EXERCISE DESCRIPTION:
Lines from the beginning of the data through the line containing "use conflictdesk_core::model::user::RoleGrant;" are to be copied exactly, with no other line included.

LISTED ENTRIES:
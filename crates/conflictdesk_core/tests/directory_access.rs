mod common;

use common::{count_rows, seed};
use conflictdesk_core::model::access::Capability;
use conflictdesk_core::model::site::{Area, Site};
use conflictdesk_core::model::user::RoleGrant;
use conflictdesk_core::repo::client_repo::ClientRepository;
use conflictdesk_core::repo::user_repo::UserRepository;
use conflictdesk_core::{
    open_db_in_memory, AccessService, AppRole, ClientRegistration, DirectoryService,
    ServiceError, Session, SqliteStore, User,
};
use uuid::Uuid;

#[test]
fn bootstrap_only_runs_on_an_empty_directory() {
    let conn = open_db_in_memory().unwrap();
    let store = SqliteStore::new(&conn);
    let directory = DirectoryService::new(store);

    let admin = directory
        .bootstrap_central_admin("Primera Admin", "Admin@Firm.pe")
        .unwrap();
    assert_eq!(admin.email, "admin@firm.pe");
    assert_eq!(
        AccessService::new(store).role_of(admin.id).unwrap(),
        Some(AppRole::CentralAdmin)
    );

    let err = directory
        .bootstrap_central_admin("Segunda Admin", "otra@firm.pe")
        .unwrap_err();
    assert!(matches!(err, ServiceError::AlreadyInitialized));
    assert_eq!(count_rows(&conn, "usuarios"), 1);
}

#[test]
fn role_lookup_prefers_highest_grant_then_profile() {
    let conn = open_db_in_memory().unwrap();
    let store = SqliteStore::new(&conn);
    let seed = seed(store);
    let access = AccessService::new(store);

    assert_eq!(
        access.role_of(seed.requester.user_id).unwrap(),
        Some(AppRole::StandardUser)
    );
    store
        .grant_role(&RoleGrant::new(seed.requester.user_id, AppRole::SiteAdmin))
        .unwrap();
    assert_eq!(
        access.role_of(seed.requester.user_id).unwrap(),
        Some(AppRole::SiteAdmin)
    );
    assert!(access
        .has_role(seed.requester.user_id, AppRole::SiteAdmin)
        .unwrap());
    assert!(!access
        .has_role(seed.requester.user_id, AppRole::CentralAdmin)
        .unwrap());

    let ungranted = User::new("Sin Grant", "sin.grant@firm.pe", AppRole::SiteAdmin, None);
    store.create_user(&ungranted).unwrap();
    assert_eq!(access.role_of(ungranted.id).unwrap(), Some(AppRole::SiteAdmin));

    assert_eq!(access.role_of(Uuid::new_v4()).unwrap(), None);
    assert!(!access.has_role(Uuid::new_v4(), AppRole::StandardUser).unwrap());
}

#[test]
fn dashboard_lists_capabilities_for_the_role() {
    let conn = open_db_in_memory().unwrap();
    let store = SqliteStore::new(&conn);
    let seed = seed(store);
    let access = AccessService::new(store);

    let user_view = access.dashboard(&seed.requester).unwrap();
    assert_eq!(user_view.role, AppRole::StandardUser);
    assert_eq!(
        user_view.capabilities,
        vec![
            Capability::SubmitConsultation,
            Capability::ViewOwnConsultations
        ]
    );

    let central_view = access.dashboard(&seed.central).unwrap();
    assert!(central_view.capabilities.contains(&Capability::ManageSites));
    assert!(!central_view
        .capabilities
        .contains(&Capability::SubmitConsultation));

    let err = access
        .require(&seed.lima_admin, Capability::ManageSites)
        .unwrap_err();
    assert!(matches!(
        err,
        ServiceError::Forbidden {
            role: AppRole::SiteAdmin,
            ..
        }
    ));

    let unknown = access.dashboard(&Session::new(Uuid::new_v4())).unwrap_err();
    assert!(matches!(unknown, ServiceError::UnknownUser(_)));
}

#[test]
fn only_central_admins_create_sites() {
    let conn = open_db_in_memory().unwrap();
    let store = SqliteStore::new(&conn);
    let seed = seed(store);
    let directory = DirectoryService::new(store);
    let site = Site::new("Arequipa", "arequipa@firm.pe", Some("Av. Ejército 101".to_string()));

    for session in [&seed.lima_admin, &seed.requester] {
        let err = directory.create_site(session, &site).unwrap_err();
        assert!(matches!(err, ServiceError::Forbidden { .. }));
    }
    directory.create_site(&seed.central, &site).unwrap();

    let names: Vec<String> = directory
        .list_sites(&seed.requester)
        .unwrap()
        .into_iter()
        .map(|site| site.name)
        .collect();
    assert_eq!(names, vec!["Arequipa", "Cusco", "Lima"]);
}

#[test]
fn site_admins_manage_users_in_their_own_site() {
    let conn = open_db_in_memory().unwrap();
    let store = SqliteStore::new(&conn);
    let seed = seed(store);
    let directory = DirectoryService::new(store);

    let pinned = directory
        .register_user(
            &seed.lima_admin,
            "Nuevo Abogado",
            "nuevo@firm.pe",
            AppRole::StandardUser,
            None,
        )
        .unwrap();
    assert_eq!(pinned.site_id, Some(seed.lima));

    let foreign = directory
        .register_user(
            &seed.lima_admin,
            "Otro",
            "otro@firm.pe",
            AppRole::StandardUser,
            Some(seed.cusco),
        )
        .unwrap_err();
    assert!(matches!(foreign, ServiceError::Forbidden { .. }));

    let promote = directory
        .register_user(
            &seed.lima_admin,
            "Jefe",
            "jefe@firm.pe",
            AppRole::CentralAdmin,
            Some(seed.lima),
        )
        .unwrap_err();
    assert!(matches!(promote, ServiceError::Forbidden { .. }));

    let by_user = directory
        .register_user(&seed.requester, "X", "x@firm.pe", AppRole::StandardUser, None)
        .unwrap_err();
    assert!(matches!(by_user, ServiceError::Forbidden { .. }));

    let lima_users = directory.list_users(&seed.lima_admin, None).unwrap();
    assert!(lima_users.iter().all(|user| user.site_id == Some(seed.lima)));
    assert_eq!(lima_users.len(), 4);
}

#[test]
fn duplicate_email_leaves_no_partial_user() {
    let conn = open_db_in_memory().unwrap();
    let store = SqliteStore::new(&conn);
    let seed = seed(store);
    let users_before = count_rows(&conn, "usuarios");
    let grants_before = count_rows(&conn, "user_roles");

    let err = DirectoryService::new(store)
        .register_user(
            &seed.central,
            "Rosa Duplicada",
            "ROSA@firm.pe",
            AppRole::StandardUser,
            Some(seed.lima),
        )
        .unwrap_err();

    assert!(matches!(err, ServiceError::Repo(_)));
    assert_eq!(count_rows(&conn, "usuarios"), users_before);
    assert_eq!(count_rows(&conn, "user_roles"), grants_before);
}

#[test]
fn register_user_requires_existing_site() {
    let conn = open_db_in_memory().unwrap();
    let store = SqliteStore::new(&conn);
    let seed = seed(store);

    let err = DirectoryService::new(store)
        .register_user(
            &seed.central,
            "Perdido",
            "perdido@firm.pe",
            AppRole::StandardUser,
            Some(Uuid::new_v4()),
        )
        .unwrap_err();
    assert!(matches!(err, ServiceError::NotFound { entity: "site", .. }));
}

#[test]
fn clients_and_areas_follow_site_scope() {
    let conn = open_db_in_memory().unwrap();
    let store = SqliteStore::new(&conn);
    let seed = seed(store);
    let directory = DirectoryService::new(store);

    let cusco_area = directory
        .create_area(
            &seed.cusco_admin,
            &Area::new(seed.cusco, "Corporativo", Some("Luis Paz".to_string()), None),
        )
        .unwrap();
    let foreign_area = directory
        .create_area(&seed.lima_admin, &Area::new(seed.cusco, "Penal", None, None))
        .unwrap_err();
    assert!(matches!(foreign_area, ServiceError::Forbidden { .. }));
    assert_eq!(
        directory.list_areas(&seed.requester, seed.cusco).unwrap(),
        vec![cusco_area.clone()]
    );

    let client = directory
        .register_client(
            &seed.cusco_admin,
            &ClientRegistration {
                site_id: seed.cusco,
                area_id: Some(cusco_area.id),
                name: "Textil Andina".to_string(),
                tax_id: "20 444 555 666".to_string(),
                service_kind: Some("Corporativo".to_string()),
                status: Some("activo".to_string()),
            },
        )
        .unwrap();
    assert_eq!(client.tax_id, "20444555666");
    assert_eq!(store.get_client(client.id).unwrap(), Some(client.clone()));
    assert_eq!(store.get_client(Uuid::new_v4()).unwrap(), None);

    let mismatched_area = directory
        .register_client(
            &seed.central,
            &ClientRegistration {
                site_id: seed.lima,
                area_id: Some(cusco_area.id),
                name: "Cruzado".to_string(),
                tax_id: "20111111111".to_string(),
                ..ClientRegistration::default()
            },
        )
        .unwrap_err();
    assert!(matches!(mismatched_area, ServiceError::Repo(_)));

    let cusco_clients = directory.list_clients(&seed.cusco_admin, None).unwrap();
    assert_eq!(cusco_clients, vec![client]);
    assert_eq!(directory.list_clients(&seed.central, None).unwrap().len(), 2);

    let err = directory.list_clients(&seed.requester, None).unwrap_err();
    assert!(matches!(err, ServiceError::Forbidden { .. }));
}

OUTPUT FOR THIS EXERCISE:
filename crates/conflictdesk_core/tests/directory_access.rs
mod common;

use common::{count_rows, seed};
use conflictdesk_core::model::access::Capability;
use conflictdesk_core::model::site::{Area, Site};
use conflictdesk_core::model::user::RoleGrant;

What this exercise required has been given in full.